Single by Three 6 Mafia featuring Project Pat, Yung D and SuperPower

from the album Last 2 Walk
- Released: March 11, 2008
- Recorded: 2007
- Genre: Pop rap; dance-pop; electropop;
- Length: 4:11
- Label: Columbia, Sony BMG, Hypnotize Minds
- Songwriters: Darin Baker, Paul Beauregard, Darrell Chambers, Jordan Houston, Patrick Houston
- Producers: DJ Paul, Juicy J

Three 6 Mafia singles chronology
| "Side 2 Side" (2006) | "Lolli Lolli (Pop That Body)" (2008) | "That's Right" (2008) |

Music video
- "Lolli Lolli (Pop That Body) (Official HD Video)" on YouTube

= Lolli Lolli (Pop That Body) =

"Lolli Lolli (Pop That Body)" is a song by Three 6 Mafia, released as the first single from their ninth studio album Last 2 Walk. It features Project Pat, Yung D and SuperPower. The song mixes Three 6 Mafia's hip hop style with electropop and dance-pop music. The song was criticized by fans due to its electropop/dance-pop elements, which made the song different from Three 6 Mafia's early music.

==Background==
The song was Yung D's first appearance when he was signed to Hypnotize Minds and it has reached number 18 on the Billboard Hot 100. Originally the first single was to be "Doe Boy Fresh", featuring Chamillionaire, but it was cut from the album due to the album delays. Initially an early leaked version of the song sampled the Halloween movie theme song, but was replaced with a piano loop that sounds different due to issues clearing that sample. Many Internet users mistook SuperPower singing on the hook using the auto-tune effect to be Florida-based R&B singer T-Pain, known for his use of the auto-tune effect and numerous cameos on other people's albums, hence many early songs circulating on the Internet claiming to feature T-Pain.

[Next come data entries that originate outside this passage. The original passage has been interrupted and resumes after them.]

//! Result Sheet Processor Library
//!
//! A Rust library for cleaning scraped exam result sheets and ranking the
//! qualifying students.
//!
//! This library provides tools for:
//! - Normalizing raw student records (scores, averages, roll derived fields)
//! - Correcting qualified students with zero total marks to absent
//! - Ranking qualifying students globally and within science section bands
//! - Selecting the input sheet from tagged arguments or the workflow log
//! - Writing the cleaned sheet and appending its workflow log entry

pub mod cli;
pub mod config;
pub mod constants;
pub mod error;
pub mod models;
pub mod processor;
pub mod record_processor;

// Re-export commonly used types
pub use config::{PipelineConfig, ScoringConfig};
pub use error::{PipelineStage, Result, ResultSheetError};
pub use models::{Ranking, RunSummary, StudentRecord};
pub use processor::ResultSheetPipeline;
//! Record processing module for scraped result sheets
//!
//! This module turns raw scraped student records into cleaned, ranked
//! records ready to be written out.
//!
//! # Architecture
//!
//! - [`processor`] - RecordProcessor struct and pipeline orchestration
//! - [`normalizer`] - per-record cleanup and derived fields
//! - [`classification`] - group, section and batch from the class roll
//! - [`ranking`] - global and section ranks among qualified students
//! - [`coercion`] - parse-or-default helpers for loosely typed fields
//! - [`stats`] - processing statistics and result structures
//!
//! # Processing Pipeline
//!
//! 1. **Normalization**: each record independently, order preserved
//! 2. **Ranking**: the whole batch at once, then ordered by roll
//!
//! Malformed numbers and roll segments fall back to defaults and are counted
//! in [`ProcessingStats`]. A qualified record without a numeric GPA is the
//! only record-level failure and aborts the batch.

pub mod classification;
pub mod coercion;
pub mod normalizer;
pub mod processor;
pub mod ranking;
pub mod stats;

#[cfg(test)]
pub mod tests;

pub use normalizer::{AverageMarks, NormalizedRecord, normalize_record, normalize_records};
pub use processor::RecordProcessor;
pub use ranking::{RankingKey, rank_records};
pub use stats::{ProcessingResult, ProcessingStats};
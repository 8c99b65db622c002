//! Integration tests for the processor module
//!
//! Tests the complete pipeline against result sheets and workflow logs
//! laid out in temporary directories.


use crate::config::PipelineConfig;
use serde_json::{Value, json};
use std::fs;
use std::path::{Path, PathBuf};
use tempfile::TempDir;

pub const TEST_TIMESTAMP: &str = "20250910_175731";

/// A small scraped sheet: two science students, one business student,
/// one zero-total "qualified" student and one failed student
pub fn sample_sheet() -> Value {
    json!([
        {
            "status": "qualified",
            "academicYear": "2023-2024",
            "classRoll": "202402301012",
            "studentName": "Rahim",
            "totalWithAdditional": "95",
            "gpaWithAdditional": "5.00",
            "gpaWithoutAdditional": "5.00",
            "Physics": {"cq": "40", "mcq": "25", "practical": "", "termTotal": "65", "grade": "A+", "gp": "5.00"},
            "Biology": {"cq": "", "mcq": "", "practical": "", "termTotal": "", "grade": "", "gp": ""}
        },
        {
            "status": "qualified",
            "academicYear": "2023-2024",
            "classRoll": "202402302420",
            "studentName": "Karim",
            "totalWithAdditional": "70",
            "gpaWithAdditional": "4.20",
            "gpaWithoutAdditional": "4.00"
        },
        {
            "status": "failed",
            "academicYear": "2023-2024",
            "classRoll": "202402303008",
            "studentName": "Jamal"
        },
        {
            "status": "qualified",
            "academicYear": "2023-2024",
            "classRoll": "202402301160",
            "studentName": "Nasrin",
            "totalWithAdditional": "0",
            "gpaWithAdditional": "3.00",
            "gpaWithoutAdditional": "3.00"
        },
        {
            "status": "qualified",
            "academicYear": "2023-2024",
            "classRoll": "202402301003",
            "studentName": "Sadia",
            "totalWithAdditional": "80",
            "gpaWithAdditional": "5.00",
            "gpaWithoutAdditional": "4.80",
            "Physics": {"cq": "", "mcq": "20", "practical": "", "termTotal": "20", "grade": "F", "gp": "0.00"}
        }
    ])
}

/// Write a JSON document into the temporary directory
pub fn write_sheet(temp_dir: &TempDir, name: &str, document: &Value) -> PathBuf {
    let path = temp_dir.path().join(name);
    fs::write(&path, serde_json::to_string_pretty(document).unwrap()).unwrap();
    path
}

/// Pipeline configuration rooted in the temporary directory
pub fn test_config(temp_dir: &TempDir) -> PipelineConfig {
    PipelineConfig::default()
        .with_output_dir(temp_dir.path().join("cleaned"))
        .with_workflow_log(temp_dir.path().join("logs").join("workflow.txt"))
        .with_log_file(None)
        .with_timestamp(TEST_TIMESTAMP)
}

/// Read a cleaned sheet back as a JSON array
pub fn read_output(path: &Path) -> Vec<Value> {
    let content = fs::read_to_string(path).unwrap();
    match serde_json::from_str(&content).unwrap() {
        Value::Array(records) => records,
        other => panic!("Expected an array, got {}", other),
    }
}
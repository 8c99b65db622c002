//! Main pipeline for result sheet cleaning.
//!
//! Orchestrates one run: select the scraped result sheet, read it, normalize
//! and rank the records, write the cleaned sheet, then append its entry to
//! the workflow log. The workflow entry is only appended after the cleaned
//! sheet has been written.

pub mod discovery;
pub mod writer;

#[cfg(test)]
pub mod tests;

use self::{discovery::InputDiscovery, writer::ResultWriter};

use crate::config::PipelineConfig;
use crate::constants::RUN_TIMESTAMP_FORMAT;
use crate::error::{Result, ResultSheetError};
use crate::models::{RunSummary, StudentRecord};
use crate::record_processor::RecordProcessor;

use serde_json::Value;
use std::path::{Path, PathBuf};
use std::time::Instant;
use tokio::fs;
use tracing::{debug, info};

/// Pipeline turning a scraped result sheet into a cleaned, ranked one
#[derive(Debug)]
pub struct ResultSheetPipeline {
    config: PipelineConfig,
    discovery: InputDiscovery,
    record_processor: RecordProcessor,
    writer: ResultWriter,
}

impl ResultSheetPipeline {
    /// Create a new pipeline from a validated configuration
    pub fn new(config: PipelineConfig) -> Result<Self> {
        config.validate()?;

        Ok(Self {
            discovery: InputDiscovery::new()?,
            record_processor: RecordProcessor::new(config.scoring.clone()),
            writer: ResultWriter::new(config.output_dir.clone(), config.workflow_log.clone()),
            config,
        })
    }

    /// Get the pipeline configuration
    pub fn config(&self) -> &PipelineConfig {
        &self.config
    }

    /// Main processing entry point
    pub async fn run(&self) -> Result<RunSummary> {
        let start_time = Instant::now();
        let timestamp = self.run_timestamp();
        info!("Starting result sheet cleaning run {}", timestamp);

        // Step 1: Select and read the scraped sheet
        let input_path = self
            .discovery
            .resolve_input(self.config.input_path.as_deref(), &self.config.workflow_log)
            .await?;
        let records = read_records(&input_path).await?;
        let records_read = records.len();
        info!(
            "Read {} records from {}",
            records_read,
            input_path.display()
        );

        // Step 2: Normalize and rank
        let result = self.record_processor.process_records(records)?;
        info!("{}", result.summary());

        // Step 3: Write the cleaned sheet, then record it
        let output_path = self.writer.write_records(&result.records, &timestamp).await?;
        let workflow_entry = self
            .writer
            .append_workflow_entry(&output_path, &timestamp)
            .await?;

        let summary = RunSummary {
            input_path,
            output_path,
            workflow_entry,
            records_read,
            qualified: result.stats.qualified,
            corrected_to_absent: result.stats.corrected_to_absent,
            ranked: result.stats.ranked,
            processing_time_ms: start_time.elapsed().as_millis(),
        };
        info!(
            "Run {} completed in {}ms",
            timestamp, summary.processing_time_ms
        );
        Ok(summary)
    }

    /// List cleaned result sheets in the configured output directory
    pub fn list_results(&self) -> Result<Vec<PathBuf>> {
        discovery::list_results(&self.config.output_dir)
    }

    fn run_timestamp(&self) -> String {
        match &self.config.timestamp {
            Some(timestamp) => timestamp.clone(),
            None => chrono::Local::now()
                .format(RUN_TIMESTAMP_FORMAT)
                .to_string(),
        }
    }
}

/// Read a scraped result sheet: a JSON array of record objects
pub async fn read_records(path: &Path) -> Result<Vec<StudentRecord>> {
    let content = match fs::read_to_string(path).await {
        Ok(content) => content,
        Err(e) if e.kind() == std::io::ErrorKind::NotFound => {
            return Err(ResultSheetError::InputNotFound {
                path: path.to_path_buf(),
            });
        }
        Err(e) => return Err(e.into()),
    };

    let document: Value = serde_json::from_str(&content)
        .map_err(|e| ResultSheetError::invalid_input(path, format!("Malformed JSON: {}", e)))?;

    let Value::Array(elements) = document else {
        return Err(ResultSheetError::invalid_input(
            path,
            "Expected a JSON array of records",
        ));
    };

    let records = elements
        .into_iter()
        .enumerate()
        .map(|(index, element)| match element {
            Value::Object(map) => Ok(StudentRecord::from_map(map)),
            other => Err(ResultSheetError::invalid_input(
                path,
                format!("Element {} is not an object: {}", index, other),
            )),
        })
        .collect::<Result<Vec<_>>>()?;

    debug!("Parsed {} records from {}", records.len(), path.display());
    Ok(records)
}
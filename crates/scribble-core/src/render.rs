//! Render bridge abstraction.

use crate::shapes::{Shape, ShapeKind};
use kurbo::Point;
use std::fmt::Debug;

/// Trait for rendering backends.
///
/// The core never looks inside a descriptor. It only asks the bridge for one
/// when a shape is created or its corners change, and hands the whole ordered
/// shape list back whenever the store changes.
pub trait RenderBridge {
    /// Opaque per-shape render data.
    type Descriptor: Clone + Debug;

    /// Build the descriptor for a shape with the given corners.
    ///
    /// Must be deterministic for identical inputs.
    fn make_descriptor(&self, kind: ShapeKind, start: Point, end: Point) -> Self::Descriptor;

    /// Repaint the whole surface from the given snapshot.
    fn render_all(&mut self, shapes: &[Shape<Self::Descriptor>]);
}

To date, the single has been certified platinum by the RIAA.

==Title name==
Oddly enough, "Lolli Lolli (Pop That Body)" was released just two days before Lil Wayne's smash hit "Lollipop". While the two songs claim similar titles and subject matter, Three 6 Mafia's Juicy J, in an interview with BeatsPerMillennium, claims that this was pure coincidence and that Lil Wayne completed his song first. Also, the group's song was originally called "Lollipop", but out of respect for Lil Wayne, the name was changed to "Lolli Lolli (Pop That Body)".

==Remix==
The official remix features a verse from Pitbull and SuperPower on the chorus. The remix has 2 different versions and have been released on Three 6 Mafia's website. The first remix used the instrumental of the original. The second remix, the "Planet Rock Remix", samples Afrika Bambaataa & the Soulsonic Force's "Planet Rock".

==Charts==

===Weekly charts===

| Chart (2008) | Peak position |
|---|---|
| Canada Hot 100 (Billboard) | 62 |
| New Zealand (Recorded Music NZ) | 5 |
| US Billboard Hot 100 | 18 |
| US Hot R&B/Hip-Hop Songs (Billboard) | 48 |
| US Hot Rap Songs (Billboard) | 7 |
| US Pop Airplay (Billboard) | 20 |
| US Rhythmic Airplay (Billboard) | 4 |

===Year-end charts===

| Chart (2008) | Position |
|---|---|
| New Zealand (Recorded Music NZ) | 33 |
| US Billboard Hot 100 | 70 |
| US Rhythmic (Billboard) | 22 |

==Certifications==

| Region | Certification | Certified units/sales |
| New Zealand (RMNZ) | Gold | 7,500^{*} |
| United States (RIAA) | Platinum | 1,000,000^{^} |
| United States (RIAA) Mastertone | Gold | 500,000^{*} |
^{*} Sales figures based on certification alone. ^{^} Shipments figures based on certification alone.